CODART, Dutch and Flemish art in museums worldwide

Van Dyck self-portrait reconfirmed as genuine

From The Art Newspaper 266 (March) 2015, p. 4

A self-portrait by Van Dyck that was dismissed a decade ago as a copy is now hanging in the Minneapolis Institute of Arts, Minnesota, as an original work. The painting, which has been authenticated by experts, was quietly put on display in February, having been lent by a US collector based on the West Coast.

An unpublished paper on the self-portrait, prepared for the owner, dates the work to around 1629 and states that the attribution is accepted by four key experts: Susan Barnes, a co-author of the 2004 Van Dyck catalogue raisonné, Christopher Brown, the former director of the Ashmolean Museum in Oxford, David Jaffé, a former senior curator at the National Gallery in London, and Malcolm Rogers, the outgoing director of the Museum of Fine Arts, Boston. The attribution is also accepted by Patrick Noon, the head of paintings at the Minneapolis museum.

The work is particularly important because it is the self-portrait by which Van Dyck wanted to be remembered. The artist produced an etching of the image in 1630 for the frontispiece of his book Iconography.

The late Oliver Millar, another co-author of the 2004 catalogue raisonné, dismissed the work as “possibly a very early copy”. He assumed that the original painting was missing.

When the self-portrait was put up for sale at Lempertz in Cologne on 12 May 2012, it was described as a “copy after Van Dyck”. The auction house estimated its value at €30,000 to €40,000. The painting fetched €512,000, showing that at least two bidders were reasonably confident that it was by Van Dyck.

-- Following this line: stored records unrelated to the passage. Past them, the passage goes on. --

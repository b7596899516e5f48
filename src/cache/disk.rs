//! On-disk tier: one flat directory, one file per key.
//!
//! File name is the percent-encoded key, contents are the raw encoded image
//! bytes. There is no index: a directory listing plus each file's size and
//! modification time is all the bookkeeping there is. The modification time
//! doubles as the recency signal for the byte budget and the staleness signal
//! for expiry.
//!
//! Nothing here returns an error. Failures are reported to the
//! [`CacheObserver`](super::CacheObserver) and degrade to a miss or a no-op.

use std::fs::{self, File};
use std::io::{self, Write};
use std::path::{Path, PathBuf};
use std::sync::atomic::{AtomicU64, Ordering};
use std::sync::{Mutex, MutexGuard, PoisonError};
use std::time::{Duration, SystemTime};

use super::observer::{CacheEvent, EvictionReason, SharedObserver, default_observer};
use crate::error::StorageError;

/// Sequence for temporary file names, unique within the process
static TMP_SEQ: AtomicU64 = AtomicU64::new(0);

/// What a janitor pass removed
#[derive(Debug, Clone, Copy, Default, PartialEq, Eq)]
pub struct Reclaimed {
    /// Number of files deleted
    pub files: usize,
    /// Bytes freed
    pub bytes: u64,
}

/// Current footprint of the store
#[derive(Debug, Clone, Copy, Default, PartialEq, Eq)]
pub struct DiskUsage {
    /// Number of cached entries
    pub files: usize,
    /// Sum of entry sizes
    pub bytes: u64,
    /// Modification time of the least recently written entry
    pub oldest: Option<SystemTime>,
}

struct FileEntry {
    path: PathBuf,
    size: u64,
    modified: SystemTime,
}

/// Durable key to bytes storage with age- and size-based janitors
pub struct DiskStore {
    dir: PathBuf,
    max_bytes: u64,
    observer: SharedObserver,
    /// Held by writers and janitors so a budget pass never lands between
    /// another writer's rename and its return.
    write_lock: Mutex<()>,
}

impl std::fmt::Debug for DiskStore {
    fn fmt(&self, f: &mut std::fmt::Formatter<'_>) -> std::fmt::Result {
        f.debug_struct("DiskStore")
            .field("dir", &self.dir)
            .field("max_bytes", &self.max_bytes)
            .finish_non_exhaustive()
    }
}

impl DiskStore {
    /// Create a store rooted at `dir`. The directory is created lazily on the
    /// first write.
    pub fn new(dir: impl Into<PathBuf>, max_bytes: u64) -> Self {
        Self::with_observer(dir, max_bytes, default_observer())
    }

    /// Create a store that reports swallowed failures to `observer`
    pub fn with_observer(dir: impl Into<PathBuf>, max_bytes: u64, observer: SharedObserver) -> Self {
        Self {
            dir: dir.into(),
            max_bytes,
            observer,
            write_lock: Mutex::new(()),
        }
    }

    /// Storage directory
    pub fn dir(&self) -> &Path {
        &self.dir
    }

    /// Byte budget enforced after every [`put`](Self::put)
    pub const fn max_bytes(&self) -> u64 {
        self.max_bytes
    }

    /// Path the entry for `key` lives at, or `None` for an empty key.
    ///
    /// Two different keys that encode to the same name share a file.
    pub fn path_for(&self, key: &str) -> Option<PathBuf> {
        file_name(key).map(|name| self.dir.join(name))
    }

    /// Read the bytes stored under `key`. Missing or unreadable files are a miss.
    pub fn get(&self, key: &str) -> Option<Vec<u8>> {
        let path = self.path_for(key)?;
        match fs::read(&path) {
            Ok(bytes) => Some(bytes),
            Err(e) if is_missing(&e) => None,
            Err(source) => {
                self.report(&StorageError::Read { path, source });
                None
            }
        }
    }

    /// Write `bytes` under `key`, replacing any previous entry, then run the
    /// byte budget pass.
    ///
    /// Returns `false` if the entry could not be written. Never retries.
    pub fn put(&self, key: &str, bytes: &[u8]) -> bool {
        let _guard = self.lock();
        match self.write_entry(key, bytes) {
            Ok(()) => {
                self.evict_over_budget(self.max_bytes);
                true
            }
            Err(err) => {
                self.report(&err);
                false
            }
        }
    }

    /// Remove the entry for `key`. Returns `true` if a file was deleted.
    pub fn remove(&self, key: &str) -> bool {
        let Some(path) = self.path_for(key) else {
            return false;
        };
        let _guard = self.lock();
        match fs::remove_file(&path) {
            Ok(()) => true,
            Err(e) if is_missing(&e) => false,
            Err(source) => {
                self.report(&StorageError::Remove { path, source });
                false
            }
        }
    }

    /// Delete every file last written more than `max_age` ago, regardless of
    /// the byte budget. Also reclaims temporary files left by interrupted writes.
    pub fn expire_older_than(&self, max_age: Duration) -> Reclaimed {
        let _guard = self.lock();
        let Some(cutoff) = SystemTime::now().checked_sub(max_age) else {
            return Reclaimed::default();
        };

        let mut reclaimed = Reclaimed::default();
        for entry in self.scan(true) {
            if entry.modified < cutoff && self.delete(&entry, EvictionReason::Expired) {
                reclaimed.files += 1;
                reclaimed.bytes += entry.size;
            }
        }
        reclaimed
    }

    /// Delete least recently written entries until the total is at most
    /// `max_bytes`.
    pub fn enforce_size_budget(&self, max_bytes: u64) -> Reclaimed {
        let _guard = self.lock();
        self.evict_over_budget(max_bytes)
    }

    /// Delete every entry
    pub fn clear(&self) -> Reclaimed {
        let _guard = self.lock();
        let mut reclaimed = Reclaimed::default();
        for entry in self.scan(true) {
            if self.delete(&entry, EvictionReason::Cleared) {
                reclaimed.files += 1;
                reclaimed.bytes += entry.size;
            }
        }
        reclaimed
    }

    /// Count and size of the cached entries
    pub fn usage(&self) -> DiskUsage {
        self.scan(false)
            .into_iter()
            .fold(DiskUsage::default(), |mut usage, entry| {
                usage.files += 1;
                usage.bytes += entry.size;
                usage.oldest = Some(match usage.oldest {
                    Some(oldest) => oldest.min(entry.modified),
                    None => entry.modified,
                });
                usage
            })
    }

    /// Oldest first. The total is decremented by each candidate's size even
    /// when its deletion fails, so the pass is a single sweep and always
    /// terminates; a failed delete can leave the directory over budget until
    /// the next write.
    fn evict_over_budget(&self, max_bytes: u64) -> Reclaimed {
        let mut entries = self.scan(false);
        let mut total: u64 = entries.iter().map(|e| e.size).sum();
        let mut reclaimed = Reclaimed::default();
        if total <= max_bytes {
            return reclaimed;
        }

        entries.sort_by(|a, b| a.modified.cmp(&b.modified).then_with(|| a.path.cmp(&b.path)));

        for entry in entries {
            if total <= max_bytes {
                break;
            }
            if self.delete(&entry, EvictionReason::OverBudget) {
                reclaimed.files += 1;
                reclaimed.bytes += entry.size;
            }
            total = total.saturating_sub(entry.size);
        }
        reclaimed
    }

    fn write_entry(&self, key: &str, bytes: &[u8]) -> Result<(), StorageError> {
        let path = self
            .path_for(key)
            .ok_or_else(|| StorageError::InvalidKey(key.to_string()))?;

        if !self.dir.is_dir() {
            fs::create_dir_all(&self.dir).map_err(|source| StorageError::CreateDir {
                path: self.dir.clone(),
                source,
            })?;
        }

        let tmp = self.dir.join(format!(
            ".{}-{}.tmp",
            std::process::id(),
            TMP_SEQ.fetch_add(1, Ordering::Relaxed)
        ));

        if let Err(source) = write_stamped(&tmp, bytes).and_then(|()| fs::rename(&tmp, &path)) {
            let _ = fs::remove_file(&tmp);
            return Err(StorageError::Write { path, source });
        }
        Ok(())
    }

    /// Regular files in the directory. Unreadable entries are reported and skipped.
    fn scan(&self, include_hidden: bool) -> Vec<FileEntry> {
        let read_dir = match fs::read_dir(&self.dir) {
            Ok(read_dir) => read_dir,
            Err(e) if is_missing(&e) => return Vec::new(),
            Err(source) => {
                self.report(&StorageError::ListDir {
                    path: self.dir.clone(),
                    source,
                });
                return Vec::new();
            }
        };

        let mut entries = Vec::new();
        for dir_entry in read_dir {
            let dir_entry = match dir_entry {
                Ok(dir_entry) => dir_entry,
                Err(source) => {
                    self.report(&StorageError::ListDir {
                        path: self.dir.clone(),
                        source,
                    });
                    continue;
                }
            };

            if !include_hidden && dir_entry.file_name().to_string_lossy().starts_with('.') {
                continue;
            }

            let path = dir_entry.path();
            let metadata = match dir_entry.metadata() {
                Ok(metadata) => metadata,
                Err(e) if e.kind() == io::ErrorKind::NotFound => continue,
                Err(source) => {
                    self.report(&StorageError::Metadata { path, source });
                    continue;
                }
            };
            if !metadata.is_file() {
                continue;
            }

            match metadata.modified() {
                Ok(modified) => entries.push(FileEntry {
                    path,
                    size: metadata.len(),
                    modified,
                }),
                Err(source) => self.report(&StorageError::Metadata { path, source }),
            }
        }
        entries
    }

    /// Returns `true` if this call removed the file
    fn delete(&self, entry: &FileEntry, reason: EvictionReason) -> bool {
        match fs::remove_file(&entry.path) {
            Ok(()) => {
                self.observer.on_event(&CacheEvent::Evicted {
                    path: &entry.path,
                    size: entry.size,
                    reason,
                });
                true
            }
            Err(e) if e.kind() == io::ErrorKind::NotFound => false,
            Err(source) => {
                self.report(&StorageError::Remove {
                    path: entry.path.clone(),
                    source,
                });
                false
            }
        }
    }

    fn report(&self, err: &StorageError) {
        self.observer.on_event(&CacheEvent::StorageFailed(err));
    }

    fn lock(&self) -> MutexGuard<'_, ()> {
        self.write_lock.lock().unwrap_or_else(PoisonError::into_inner)
    }
}

/// The path, or one of its parents, does not exist as a directory
fn is_missing(err: &io::Error) -> bool {
    matches!(
        err.kind(),
        io::ErrorKind::NotFound | io::ErrorKind::NotADirectory
    )
}

/// Percent-encoded file name for `key`. A leading dot is encoded too so the
/// name is never `.`, `..` or hidden.
fn file_name(key: &str) -> Option<String> {
    if key.is_empty() {
        return None;
    }
    let encoded = urlencoding::encode(key);
    Some(match encoded.strip_prefix('.') {
        Some(rest) => format!("%2E{rest}"),
        None => encoded.into_owned(),
    })
}

/// Write the file and stamp its mtime with the full-precision clock; some
/// filesystems only advance timestamps once per tick.
fn write_stamped(path: &Path, bytes: &[u8]) -> io::Result<()> {
    let mut file = File::create(path)?;
    file.write_all(bytes)?;
    file.set_modified(SystemTime::now())?;
    file.sync_all()
}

The unnamed buyer had the work cleaned and also assembled evidence to prove that it is an original. The picture could eventually be worth up to £10m, the sum paid by the National Portrait Gallery in London for the artist’s 1640-41 self-portrait, which it bought last year.

Cleaning reveals quality
The work on show in Minneapolis was first recorded as belonging to Robert Holford of Westonbirt in the mid-19th century. It passed through several English owners before being sold at Christie’s in 1957, when it went to a collector in Switzerland and then to another in Germany. The picture was generally accepted by scholars as a work by Van Dyck, until it was dismissed in the 2004 catalogue raisonné.

A combination of degradation, overpaint and old varnish had left much of the painting difficult to read, but now the self-portrait has been cleaned, its quality has been revealed. Infrared images show a number of pentimenti (changes by the artist)—further evidence that it is an original. The London-based dealer Philip Mould says that he was involved in “research and conservation” of the work.

Part of the confusion has been caused by the gold chain around Van Dyck’s neck. Millar believed that it was the chain given to the artist by Charles I in 1633, but this raised difficulties because the brushwork is atypical of Van Dyck’s English period. However, recent research suggests that the chain is the one presented to the artist by Archduchess Isabella in December 1628, while Van Dyck was working in Antwerp. Stylistically, the picture fits in much better with this period. Until recently, it was assumed that the artist was closing his cloak, but after cleaning, it became apparent that Van Dyck is opening the garment, to proudly reveal the chain.

The work has only been exhibited once in nearly four centuries, at the London-based dealership Agnew’s in 1968. The Minneapolis museum plans to display the painting until 2017.